Tua alma morre na Europa, queiras ou não. Aquela alma ardente que te impeliu a chegar a este continente não era senão o sabor da grande armadilha que tu mesmo armaste com as tuas próprias mãos, para assassinar a tua alma com os teus sonhos.
Esta é a Europa: se a difamas, ela te difama; e se ela te difama, não podes difamá-la. A Europa é o desejo reprimido do Oriente, o belo sonho que te degola devagar, como a doçura da alma quando escorre sob uma faca fria. A dor que permanece eterna nos detalhes da tua alma, depois daquele degolamento, não pode ser esquecida.
A Europa é a perdição da perdição. Ou te tornas um deles por completo, como diz o provérbio popular — «Quem convive com um povo quarenta dias, torna-se um deles» —, ou te afastas deles por inteiro. Mas nós, de certo modo, tornamo-nos um deles e afastamo-nos deles ao mesmo tempo.
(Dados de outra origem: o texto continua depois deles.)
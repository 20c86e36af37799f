//! Bit-level reader over a fixed byte slice
//!
//! Smacker stores bits least-significant first within each byte. The reader
//! never touches memory past the end of its slice: every read checks the
//! remaining bit count first and reports [`SmackerError::BitstreamExhausted`].

use crate::{Result, SmackerError};

/// Read-only bit cursor over a chunk region
#[derive(Debug, Clone)]
pub struct BitReader<'a> {
    data: &'a [u8],
    byte_pos: usize,
    bit_pos: u8,
}

impl<'a> BitReader<'a> {
    /// Create a reader positioned at the first bit of `data`
    pub fn new(data: &'a [u8]) -> Self {
        Self {
            data,
            byte_pos: 0,
            bit_pos: 0,
        }
    }

    /// Number of unread bits
    pub fn bits_left(&self) -> usize {
        (self.data.len() - self.byte_pos) * 8 - self.bit_pos as usize
    }

    /// True when no bits remain
    pub fn is_empty(&self) -> bool {
        self.bits_left() == 0
    }

    /// Number of bytes touched so far, counting a partially read byte
    pub fn bytes_consumed(&self) -> usize {
        self.byte_pos + usize::from(self.bit_pos != 0)
    }

    /// Read one bit
    pub fn read_bit(&mut self) -> Result<bool> {
        if self.byte_pos >= self.data.len() {
            return Err(SmackerError::BitstreamExhausted);
        }

        let bit = (self.data[self.byte_pos] >> self.bit_pos) & 1;
        self.bit_pos += 1;
        if self.bit_pos == 8 {
            self.bit_pos = 0;
            self.byte_pos += 1;
        }

        Ok(bit != 0)
    }

    /// Read eight bits; the first bit read lands in bit 0 of the result
    pub fn read_byte(&mut self) -> Result<u8> {
        if self.bits_left() < 8 {
            return Err(SmackerError::BitstreamExhausted);
        }

        if self.bit_pos == 0 {
            let value = self.data[self.byte_pos];
            self.byte_pos += 1;
            return Ok(value);
        }

        let lo = self.data[self.byte_pos] >> self.bit_pos;
        let hi = self.data[self.byte_pos + 1] << (8 - self.bit_pos);
        self.byte_pos += 1;
        Ok(lo | hi)
    }

    /// Read a 16-bit value stored as two bytes, low byte first
    pub fn read_u16(&mut self) -> Result<u16> {
        if self.bits_left() < 16 {
            return Err(SmackerError::BitstreamExhausted);
        }
        let lo = self.read_byte()? as u16;
        let hi = self.read_byte()? as u16;
        Ok(lo | (hi << 8))
    }
}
Tornamo-nos um deles no nosso modo de pensar, a tal ponto que pensamos em marcar um encontro com aquela moça e gerar com ela um filho ilegítimo, enquanto vivemos um isolamento doentio nos nossos corações. Esse isolamento mata a alma, mata o eu, e dispersa a nossa vida entre paredes frias e jornais diários que nos inundam de correspondência num norte distante. Este és tu, o cidadão exemplar da Europa, que sente que não é mais que um número entre números sem fim.
A Europa mata a tua alma devagar. Nunca penses que a dificuldade estava em chegar à Europa; a verdade é que a dificuldade real está em sair dela. Essa saída que te custa esforço, dinheiro e cansaço, e gera em ti um rancor enterrado. Esse rancor te impele a apegar-te ao que tens, ainda que o preço seja a tua alma.
Mas, como disse o meu pai nas suas últimas palavras: «Meu Deus, queima a Europa».